Nie mogę pokazywać, że kupiłam sobie nową sukienkę, bo skąd mam na to kasę?

Nie można cieszyć się z weekendu bez dzieci, bo przecież są samotne matki, które nie mogą wyjść z domu.

Nie można cieszyć się z weekendu bez dzieci, bo nie wszystkie dzieci tak zostaną same z ojcem tak same.

Nie można cieszyć się z weekendu bez dzieci, bo ktoś jeszcze karmi.

Nie można cieszyć się z weekendu bez dzieci, bo nie wszystkich stać.

Nie można cieszyć się z weekendu bez dzieci, bo nie każdy chce uciekać od dzieci!

Nie można cieszyć się z szusowania na desce, bo ktoś jest na kwarantannie i mu przykro.

Nie można twierdzić, że lubi się zimę, toż to kłamstwo wierutne.

Nie można mówić, że skoro we dwójkę pracujemy aktualnie w domu, to udaje nam się czasem przerwę na obiad zsynchronizować i zjeść razem obiad. Szczęściarze! Nie każdy tak może!

Nie można pokazać, że jest się spełnioną, bo przecież ludzie muszą tyrać za psie pieniądze, to, że mnie się udało, to nie znaczy, że każdy tak ma!

Ja wiem, że matce nigdy nie dogodzisz. Wiem, że jak się nie ma czasu, to trzeba go spędzać na wylewaniu swoich żali na Fejsie, w trzydziestu komentarzach. Ja wiem, że nic tak nie poprawia humoru jak uszczypnięcie bliźniego i nic tak nie dodaje plus 100 punktów do samopoczucia co narzekanie. Wiem, że jest to nasz ulubiony, od lat, sport narodowy i mamy w nim zawsze miejsce na podium. Wiem też, że jak się czegoś nie chce, to znajdzie się miliony wymówek. Na zawołanie. A na porównywaniu się do innych niejedna Grażynka całe życie straciła.

Doskonale wiem, co to jest empatia ale nie mam bladego pojęcia jak na subiektywnym blogu pisać tak, żeby zadowoleni byli wszyscy. Przecież piszę o tym, na czym znam się najlepiej – o sobie.
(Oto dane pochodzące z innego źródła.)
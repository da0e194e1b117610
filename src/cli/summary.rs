use std::path::Path;

use colored::Colorize;
use comfy_table::{Cell, Table};

use crate::cli::input::load_seed;
use crate::cli::input_form::display_value;
use crate::error::Result;
use crate::fmt::{percent, rupiah, signed_percent};
use crate::metrics::DerivedSummary;
use crate::models::{FieldKey, FinancialRecord, Section};

fn record_table(record: &FinancialRecord) -> Table {
    let mut table = Table::new();
    table.set_header(vec!["Field", "Value"]);
    for section in Section::ALL {
        table.add_row(vec![Cell::new(section.title().bold()), Cell::new("")]);
        for key in FieldKey::ALL.iter().filter(|k| k.section() == *section) {
            let value = record.get(*key);
            let shown = if value.is_empty() {
                "-".to_string()
            } else if key.is_currency() {
                format!("Rp {}", display_value(*key, value))
            } else {
                value.to_string()
            };
            let marker = if key.is_required() { " *" } else { "" };
            table.add_row(vec![
                Cell::new(format!("  {}{marker}", key.label())),
                Cell::new(shown),
            ]);
        }
    }
    table
}

fn summary_table(summary: &DerivedSummary) -> Table {
    let growth = signed_percent(summary.growth);
    let growth = if summary.is_growing() {
        growth.green().bold()
    } else {
        growth.red().bold()
    };
    let profit = rupiah(summary.profit);
    let profit = if summary.profit < 0.0 {
        profit.red()
    } else {
        profit.green()
    };

    let mut table = Table::new();
    table.set_header(vec!["Metric", "Value"]);
    table.add_row(vec![
        Cell::new("Current revenue"),
        Cell::new(rupiah(summary.current_revenue)),
    ]);
    table.add_row(vec![
        Cell::new("Current expenses"),
        Cell::new(rupiah(summary.current_expense)),
    ]);
    table.add_row(vec![Cell::new("Profit"), Cell::new(profit)]);
    table.add_row(vec![
        Cell::new("Profit margin"),
        Cell::new(percent(summary.profit_margin)),
    ]);
    table.add_row(vec![Cell::new("Growth rate"), Cell::new(growth)]);
    table
}

pub fn run(seed: &Path) -> Result<()> {
    let record = load_seed(seed)?;
    let summary = DerivedSummary::from_record(&record);

    println!("Financial Data\n{}", record_table(&record));
    if !record.is_complete() {
        println!(
            "{}",
            "Required fields (*) are missing; figures below may read as zero.".yellow()
        );
    }
    println!("\nSummary\n{}", summary_table(&summary));
    Ok(())
}
use crate::error::Result;
use crate::settings::{load_settings, save_settings, settings_path, shellexpand_path};

pub fn run(
    user_name: Option<String>,
    log_level: Option<String>,
    data_dir: Option<String>,
) -> Result<()> {
    let mut settings = load_settings();
    if let Some(name) = user_name {
        settings.user_name = name.trim().to_string();
    }
    if let Some(level) = log_level {
        settings.log_level = level;
    }
    if let Some(dir) = data_dir {
        settings.data_dir = shellexpand_path(&dir);
    }

    save_settings(&settings)?;
    std::fs::create_dir_all(settings.log_dir())?;

    println!("Saved settings to {}", settings_path().display());
    println!("Data directory: {}", settings.data_dir);
    Ok(())
}
use std::cell::RefCell;
use std::rc::Rc;

use crossterm::event::KeyCode;
use rand::seq::SliceRandom;
use ratatui::{
    layout::{Constraint, Layout, Rect},
    style::{Color, Modifier, Style},
    text::{Line, Span},
    widgets::{Bar, BarChart, BarGroup, Block, Borders, Paragraph},
    Frame,
};

use crate::cli::input_form::FinancialInputForm;
use crate::cli::transaction_manager::{Tab, TransactionManager};
use crate::error::Result;
use crate::fmt::{percent, rupiah, signed_percent};
use crate::metrics::{parse_amount, DerivedSummary};
use crate::models::{FieldKey, FinancialRecord, TxnStatus};
use crate::settings::Settings;
use crate::tui::{
    self, View, ViewAction, AMOUNT_NEG_STYLE, AMOUNT_POS_STYLE, FOOTER_STYLE, HEADER_STYLE,
};

const GREETINGS: &[&str] = &[
    "Let's see how the shop is doing.",
    "Numbers first, coffee second.",
    "Back again? Good.",
    "The books won't fill themselves in.",
    "Another month, another statement.",
    "Shall we see where the money went?",
    "Pull up a chair.",
    "Everything's in order. Mostly.",
    "Ready when you are.",
    "Fancy a quick look at the numbers?",
];

const MENU_ITEMS: &[&str] = &[
    "Enter financial data",
    "Auto-categorize transactions",
    "Invoices & payments",
];

const REVENUE_MONTHS: [FieldKey; 5] = [
    FieldKey::RevenueMonth1,
    FieldKey::RevenueMonth2,
    FieldKey::RevenueMonth3,
    FieldKey::RevenueMonth4,
    FieldKey::RevenueMonth5,
];

const EXPENSE_MONTHS: [FieldKey; 5] = [
    FieldKey::ExpenseMonth1,
    FieldKey::ExpenseMonth2,
    FieldKey::ExpenseMonth3,
    FieldKey::ExpenseMonth4,
    FieldKey::ExpenseMonth5,
];

enum DashboardScreen {
    Home,
    Input,
    Transactions,
}

struct Dashboard {
    screen: DashboardScreen,
    greeting: String,
    menu_selection: usize,
    form: FinancialInputForm,
    transactions: TransactionManager,
    latest: Rc<RefCell<Option<FinancialRecord>>>,
}

fn build_greeting(first_name: Option<&str>, line: &str) -> String {
    match first_name {
        Some(name) if !name.is_empty() => format!("Hello, {name}. {line}"),
        _ => format!("Warung: {line}"),
    }
}

impl Dashboard {
    fn new(settings: &Settings) -> Self {
        let mut rng = rand::thread_rng();
        let line = GREETINGS.choose(&mut rng).unwrap_or(&"Hello.");

        let latest = Rc::new(RefCell::new(None));
        let sink = Rc::clone(&latest);
        let form = FinancialInputForm::new(None).with_callback(move |record: &FinancialRecord| {
            *sink.borrow_mut() = Some(record.clone());
        });

        Self {
            screen: DashboardScreen::Home,
            greeting: build_greeting(settings.first_name(), line),
            menu_selection: 0,
            form,
            transactions: TransactionManager::new(),
            latest,
        }
    }

    fn draw_home(&self, frame: &mut Frame) {
        let area = frame.area();
        let menu_rows = MENU_ITEMS.len() as u16 + 1;

        let [header_area, sep1, stats_area, sep2, chart_area, sep3, menu_area, hints_area] =
            Layout::vertical([
                Constraint::Length(1),
                Constraint::Length(1),
                Constraint::Length(5),
                Constraint::Length(1),
                Constraint::Fill(1),
                Constraint::Length(1),
                Constraint::Length(menu_rows),
                Constraint::Length(1),
            ])
            .areas(area);

        frame.render_widget(
            Paragraph::new(format!(" {}", self.greeting)).style(HEADER_STYLE),
            header_area,
        );
        tui::render_separator(frame, sep1);
        tui::render_separator(frame, sep2);
        tui::render_separator(frame, sep3);

        let [left_area, right_area] =
            Layout::horizontal([Constraint::Percentage(50), Constraint::Percentage(50)])
                .areas(stats_area);

        let latest = self.latest.borrow();
        frame.render_widget(Paragraph::new(stats_lines(latest.as_ref())), left_area);
        frame.render_widget(Paragraph::new(self.list_lines()), right_area);

        if let Some(record) = latest.as_ref() {
            draw_monthly_chart(frame, chart_area, record);
        }

        let mut menu_lines = vec![Line::from(Span::styled(
            " What would you like to do?",
            Style::default().add_modifier(Modifier::BOLD),
        ))];
        menu_lines.extend((0..MENU_ITEMS.len()).map(|i| self.menu_item_line(i)));
        frame.render_widget(Paragraph::new(menu_lines), menu_area);

        frame.render_widget(
            Paragraph::new(" Up/Down=navigate  Enter=select  q=quit").style(FOOTER_STYLE),
            hints_area,
        );
    }

    fn list_lines(&self) -> Vec<Line<'static>> {
        let pending = self
            .transactions
            .transactions()
            .iter()
            .filter(|t| t.status == TxnStatus::Pending)
            .count();
        let file = self
            .transactions
            .selected_file()
            .map(|f| f.name.clone())
            .unwrap_or_else(|| "(none)".to_string());
        vec![
            Line::from(Span::styled(
                " Activity",
                Style::default().add_modifier(Modifier::BOLD),
            )),
            Line::from(format!(" Statement      {file}")),
            Line::from(format!(
                " Transactions   {}",
                self.transactions.transactions().len()
            )),
            Line::from(format!(" Needs review   {pending}")),
            Line::from(format!(" Invoices       {}", self.transactions.invoices().len())),
        ]
    }

    fn menu_item_line(&self, i: usize) -> Line<'static> {
        let marker = if i == self.menu_selection { ">" } else { " " };
        let style = if i == self.menu_selection {
            Style::default().add_modifier(Modifier::BOLD)
        } else {
            Style::default()
        };
        Line::from(Span::styled(format!(" {marker} {}", MENU_ITEMS[i]), style))
    }

    fn handle_home_key(&mut self, code: KeyCode) -> ViewAction {
        match code {
            KeyCode::Up => {
                self.menu_selection = self.menu_selection.saturating_sub(1);
            }
            KeyCode::Down => {
                self.menu_selection = (self.menu_selection + 1).min(MENU_ITEMS.len() - 1);
            }
            KeyCode::Char('q') => return ViewAction::Close,
            KeyCode::Enter => match self.menu_selection {
                0 => self.screen = DashboardScreen::Input,
                1 => {
                    self.transactions.select_tab(Tab::AutoCategorization);
                    self.screen = DashboardScreen::Transactions;
                }
                2 => {
                    self.transactions.select_tab(Tab::InvoiceTracker);
                    self.screen = DashboardScreen::Transactions;
                }
                _ => {}
            },
            _ => {}
        }
        ViewAction::Continue
    }
}

/// Home plus the two hosted views. Closing a hosted view returns home;
/// closing home ends the session.
impl View for Dashboard {
    fn draw(&mut self, frame: &mut Frame) {
        match self.screen {
            DashboardScreen::Home => self.draw_home(frame),
            DashboardScreen::Input => self.form.draw(frame),
            DashboardScreen::Transactions => self.transactions.draw(frame),
        }
    }

    fn handle_key(&mut self, code: KeyCode) -> ViewAction {
        let action = match self.screen {
            DashboardScreen::Home => return self.handle_home_key(code),
            DashboardScreen::Input => self.form.handle_key(code),
            DashboardScreen::Transactions => self.transactions.handle_key(code),
        };
        if let ViewAction::Close = action {
            self.screen = DashboardScreen::Home;
        }
        ViewAction::Continue
    }

    fn handle_paste(&mut self, text: &str) -> ViewAction {
        match self.screen {
            DashboardScreen::Home => ViewAction::Continue,
            DashboardScreen::Input => self.form.handle_paste(text),
            DashboardScreen::Transactions => self.transactions.handle_paste(text),
        }
    }
}

fn stats_lines(latest: Option<&FinancialRecord>) -> Vec<Line<'static>> {
    let Some(record) = latest else {
        return vec![
            Line::from(Span::styled(
                " No financial data yet",
                Style::default().add_modifier(Modifier::BOLD),
            )),
            Line::from(Span::styled(
                " Choose \"Enter financial data\" to see profit, margin and growth.",
                FOOTER_STYLE,
            )),
        ];
    };

    let summary = DerivedSummary::from_record(record);
    let profit_style = if summary.profit < 0.0 {
        AMOUNT_NEG_STYLE
    } else {
        AMOUNT_POS_STYLE
    };
    let growth_style = if summary.is_growing() {
        AMOUNT_POS_STYLE
    } else {
        AMOUNT_NEG_STYLE
    };
    vec![
        Line::from(vec![
            Span::raw(" Revenue        "),
            Span::styled(rupiah(summary.current_revenue), AMOUNT_POS_STYLE),
        ]),
        Line::from(format!(" Expenses       {}", rupiah(summary.current_expense))),
        Line::from(vec![
            Span::raw(" Profit         "),
            Span::styled(rupiah(summary.profit), profit_style),
        ]),
        Line::from(format!(" Margin         {}", percent(summary.profit_margin))),
        Line::from(vec![
            Span::raw(" Growth         "),
            Span::styled(signed_percent(summary.growth), growth_style),
        ]),
    ]
}

/// Revenue/expense bar pairs for the five entered months, in thousands.
fn monthly_bars(record: &FinancialRecord) -> Vec<(String, u64, u64)> {
    REVENUE_MONTHS
        .iter()
        .zip(EXPENSE_MONTHS.iter())
        .enumerate()
        .map(|(i, (rev, exp))| {
            let to_k = |key: FieldKey| (parse_amount(record.get(key)) / 1000.0).round() as u64;
            (format!("M{}", i + 1), to_k(*rev), to_k(*exp))
        })
        .collect()
}

fn draw_monthly_chart(frame: &mut Frame, area: Rect, record: &FinancialRecord) {
    let data = monthly_bars(record);
    let income_style = Style::default().fg(Color::Rgb(80, 220, 100));
    let expense_style = Style::default().fg(Color::Red);

    let block = Block::default()
        .title(" Monthly revenue vs expenses (thousands)")
        .title_style(Style::default().add_modifier(Modifier::BOLD))
        .borders(Borders::NONE);

    let mut chart = BarChart::default()
        .block(block)
        .bar_width(3)
        .bar_gap(0)
        .group_gap(2);
    for (label, revenue, expense) in &data {
        let bars = vec![
            Bar::default().value(*revenue).style(income_style),
            Bar::default().value(*expense).style(expense_style),
        ];
        chart = chart.data(
            BarGroup::default()
                .label(Line::from(label.clone()))
                .bars(&bars),
        );
    }
    frame.render_widget(chart, area);
}

pub fn run(settings: &Settings) -> Result<()> {
    let mut dashboard = Dashboard::new(settings);
    tracing::info!("dashboard opened");
    let result = tui::run_view(&mut dashboard);
    tracing::info!("dashboard closed");
    result
}

#[cfg(test)]
mod tests {
    use super::*;

    fn dashboard() -> Dashboard {
        Dashboard::new(&Settings::default())
    }

    fn type_text(d: &mut Dashboard, text: &str) {
        for c in text.chars() {
            d.handle_key(KeyCode::Char(c));
        }
    }

    #[test]
    fn test_greeting_uses_first_name() {
        assert_eq!(
            build_greeting(Some("Siti"), "Ready when you are."),
            "Hello, Siti. Ready when you are."
        );
        assert_eq!(
            build_greeting(None, "Ready when you are."),
            "Warung: Ready when you are."
        );
    }

    #[test]
    fn test_menu_navigation_is_clamped() {
        let mut d = dashboard();
        d.handle_key(KeyCode::Up);
        assert_eq!(d.menu_selection, 0);
        for _ in 0..10 {
            d.handle_key(KeyCode::Down);
        }
        assert_eq!(d.menu_selection, MENU_ITEMS.len() - 1);
    }

    #[test]
    fn test_q_quits_only_from_home() {
        let mut d = dashboard();
        d.handle_key(KeyCode::Enter);
        assert!(matches!(d.screen, DashboardScreen::Input));
        // q is just another keystroke inside the form
        assert!(matches!(d.handle_key(KeyCode::Char('q')), ViewAction::Continue));
        // Esc closes the form but not the session
        assert!(matches!(d.handle_key(KeyCode::Esc), ViewAction::Continue));
        assert!(matches!(d.screen, DashboardScreen::Home));
        assert!(matches!(d.handle_key(KeyCode::Char('q')), ViewAction::Close));
    }

    #[test]
    fn test_form_callback_feeds_home_stats() {
        let mut d = dashboard();
        assert!(d.latest.borrow().is_none());

        d.form.handle_input(FieldKey::RevenueMonth5, "15000000");
        d.form.handle_input(FieldKey::ExpenseMonth5, "12000000");
        assert!(d.latest.borrow().is_none());
        d.form.handle_input(FieldKey::CashBalance, "1000000");

        let latest = d.latest.borrow();
        let record = latest.as_ref().unwrap();
        assert_eq!(record.revenue_month5, "15000000");
        assert_eq!(stats_lines(Some(record)).len(), 5);
    }

    #[test]
    fn test_invoice_menu_opens_invoice_tab() {
        let mut d = dashboard();
        d.handle_key(KeyCode::Down);
        d.handle_key(KeyCode::Down);
        d.handle_key(KeyCode::Enter);
        assert!(matches!(d.screen, DashboardScreen::Transactions));
        assert_eq!(d.transactions.active_tab(), Tab::InvoiceTracker);
    }

    #[test]
    fn test_views_keep_state_between_visits() {
        let mut d = dashboard();
        d.handle_key(KeyCode::Enter);
        type_text(&mut d, "42");
        d.handle_key(KeyCode::Esc);
        d.handle_key(KeyCode::Enter);
        assert_eq!(d.form.record().revenue_month1, "42");
    }

    #[test]
    fn test_paste_goes_to_active_view() {
        let mut d = dashboard();
        d.handle_paste("999");
        assert_eq!(d.form.record().revenue_month1, "");
        d.handle_key(KeyCode::Enter);
        d.handle_paste("Rp 999");
        assert_eq!(d.form.record().revenue_month1, "999");
    }

    #[test]
    fn test_monthly_bars_in_thousands() {
        let mut record = FinancialRecord::default();
        record.set(FieldKey::RevenueMonth1, "1500000");
        record.set(FieldKey::ExpenseMonth5, "499");
        let bars = monthly_bars(&record);
        assert_eq!(bars.len(), 5);
        assert_eq!(bars[0], ("M1".to_string(), 1500, 0));
        assert_eq!(bars[4], ("M5".to_string(), 0, 0));
    }

    #[test]
    fn test_stats_hint_without_data() {
        let lines = stats_lines(None);
        assert_eq!(lines.len(), 2);
    }
}
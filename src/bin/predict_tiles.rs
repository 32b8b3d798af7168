//! タイルCSVと画像フォルダからバッチ推論を実行するコマンドラインツール
//!
//! デスクトップシェルなしで同じパイプラインを動かし、結果を GeoJSON と CSV に書き出す。

use std::path::PathBuf;
use std::sync::Arc;

use anyhow::Context;
use clap::Parser;

use tile_score_map_lib::color_scale::legend_stops;
use tile_score_map_lib::csv_loader::{load_tile_rows, write_results_csv};
use tile_score_map_lib::map_sync::{LayerStyle, ViewController};
use tile_score_map_lib::{
    logging, AppConfig, BatchPredictionOrchestrator, HttpInferenceClient, ImageAssetIndex,
    LayerRegistry, MapLayerSync, TileSession,
};

#[derive(Parser, Debug)]
#[command(version, about, long_about = None)]
struct Args {
    /// タイルCSV（tile_id, .geo, 特徴量カラム）
    #[arg(long)]
    csv: PathBuf,

    /// タイル画像のフォルダ（`<tile_id>.png`）
    #[arg(long)]
    images: PathBuf,

    /// 推論サービスのURL。未指定なら設定ファイルの値
    #[arg(long, env = "TILE_INFERENCE_ENDPOINT")]
    endpoint: Option<String>,

    /// リクエストごとのタイムアウト（秒）
    #[arg(long)]
    timeout_secs: Option<u64>,

    /// 設定ファイル
    #[arg(long, default_value = "config.json")]
    config: PathBuf,

    /// 描画レイヤーの GeoJSON 出力先
    #[arg(long)]
    layers_out: Option<PathBuf>,

    /// 結果一覧（tile_id, score, status）の CSV 出力先
    #[arg(long)]
    results_out: Option<PathBuf>,
}

#[tokio::main]
async fn main() -> anyhow::Result<()> {
    logging::init();
    let args = Args::parse();

    let mut config = AppConfig::load_or_default_from(&args.config);
    if let Some(endpoint) = args.endpoint {
        config.inference.endpoint = endpoint;
    }
    if let Some(timeout) = args.timeout_secs {
        config.inference.timeout_secs = timeout;
    }

    let session = Arc::new(TileSession::new(config.map.fallback_range));
    let rows = load_tile_rows(&args.csv, &config.dataset)
        .with_context(|| format!("タイルCSVを読み込めません: {}", args.csv.display()))?;
    session.ingest(rows)?;

    let images = ImageAssetIndex::from_directory(&args.images, &config.dataset.image_extension)
        .with_context(|| format!("画像フォルダを読み込めません: {}", args.images.display()))?;
    session.set_images(images);

    let client = HttpInferenceClient::new(&config.inference, &config.dataset.image_extension)
        .context("推論クライアントを初期化できません")?;
    tracing::info!("推論サービス: {}", client.endpoint());

    let orchestrator = BatchPredictionOrchestrator::new(
        session.clone(),
        client,
        config.dataset.feature_names.clone(),
    );
    let summary = orchestrator
        .run(|progress| {
            if progress.running && progress.current > 0 {
                println!("[{}/{}]", progress.current, progress.total);
            }
        })
        .await?;

    let snapshot = session.snapshot();
    let mut registry = LayerRegistry::new();
    let mut sync = MapLayerSync::new(LayerStyle::from(&config.map));
    sync.apply_snapshot(&snapshot, &mut registry);
    if registry.bounds.is_none() {
        ViewController::from(&config.map).reset_view(&mut registry);
    }

    if let Some(path) = &args.layers_out {
        let geojson = serde_json::to_string_pretty(&registry.to_geojson())?;
        std::fs::write(path, geojson)
            .with_context(|| format!("書き込みに失敗: {}", path.display()))?;
        println!("レイヤー: {} ({}件)", path.display(), registry.len());
    }
    if let Some(path) = &args.results_out {
        let written = write_results_csv(path, &session.dataset())?;
        println!("結果一覧: {} ({}件)", path.display(), written);
    }

    let stats = snapshot.stats;
    println!();
    println!("タイル数: {}", stats.total);
    println!("予測済み: {} (失敗 {})", stats.predicted, summary.failed);
    if stats.predicted > 0 {
        println!("平均: {:.4}  最小: {:.4}  最大: {:.4}", stats.avg, stats.min, stats.max);
    }
    let legend: Vec<String> = legend_stops(&snapshot.range, 5)
        .iter()
        .map(|(score, color)| format!("{:.2}={}", score, color.to_css()))
        .collect();
    println!("凡例 (Low → High): {}", legend.join("  "));

    for failure in &snapshot.failures {
        eprintln!("✗ {} [{}] {}", failure.tile_id, failure.kind, failure.reason);
    }
    Ok(())
}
Mnie też mierzi, jak ktoś pokazuje, że jest na plaży na Malediwach, a ja siedzę ósmą godzinę za komputerem na wsi pod Krakowem. Wkurza mnie do bólu tyłek Beyonce, który choć wielki, wygląda sexy. Kuźwa chyba w końcu do niej napiszę, żeby mnie nie zasmucała od rana, co ona sobie myśli???!!!

Z tym, że nie robię tak. Patrzę wtedy na swój tyłek i lecę biegać, żeby też był jędrny. Po podglądaniu plaży na Malediwach, zabieram się do roboty, jak zepnę poślady, też sobie zarobię i na te boskie plaże polecę. Z narzekania i zazdrości w moim 40 letnim życiu wyszły same beznadziejne rzeczy. Nie polecam. I jak ktoś mi przez kilka dni w komentarzach udowadnia jaki to on biedny, taki uciśniony, taki nieszczęśliwy,  poświęcający się i uwiązany, to po kilku wiadomościach przestaję uczestniczyć w tej dyskusji, bo ŻAL MI CZASU I ENERGII. Wolę go tracić na zbliżanie się do moich celów, albo na relaks.

A Ty, Halinko droga, pamiętaj. Jeśli czegoś nie lubisz – zmień to. Jeśli nie możesz tego zmienić, zaakceptuj. Innego wyjścia nie ma. A od tych, którzy lepiej zarabiają, wyglądają, czują się, pachną – ucz się. Dobra wiadomość jest taka, że możliwe, że i Ciebie da się wyrwać z czarnej otchłani złego losu. Możliwe, że da się tak zrobić, żeby ta gradowa chmura, która tylko na Ciebie zdaje się padać, z czasem się przesunęła. Możliwe, że uda się wyprostować pochyłe drzewo Twojego powodzenia i już nie będą na niego skakać wszystkie okoliczne kozy. Zła wiadomość jest taka, że to Ty musisz Halinka wziąć się w garść i tak patrzeć na tę szklankę, żeby stała się do połowy pełna. A jak się nie stanie, to Ty Halinka możesz podnieść dupę i sobie tej wody dolać! Nikt inny tego nie zrobi. No chyba, że zrobiłaś sobie bombelki, to niech się w końcu do podawania tej wody chociaż przydadzą!

Dawaj Halinka, trzymać kciuki za Ciebie będę. Wszystko się da, serio. Jak nie osiągnąć, to przynajmniej mieć w dupie!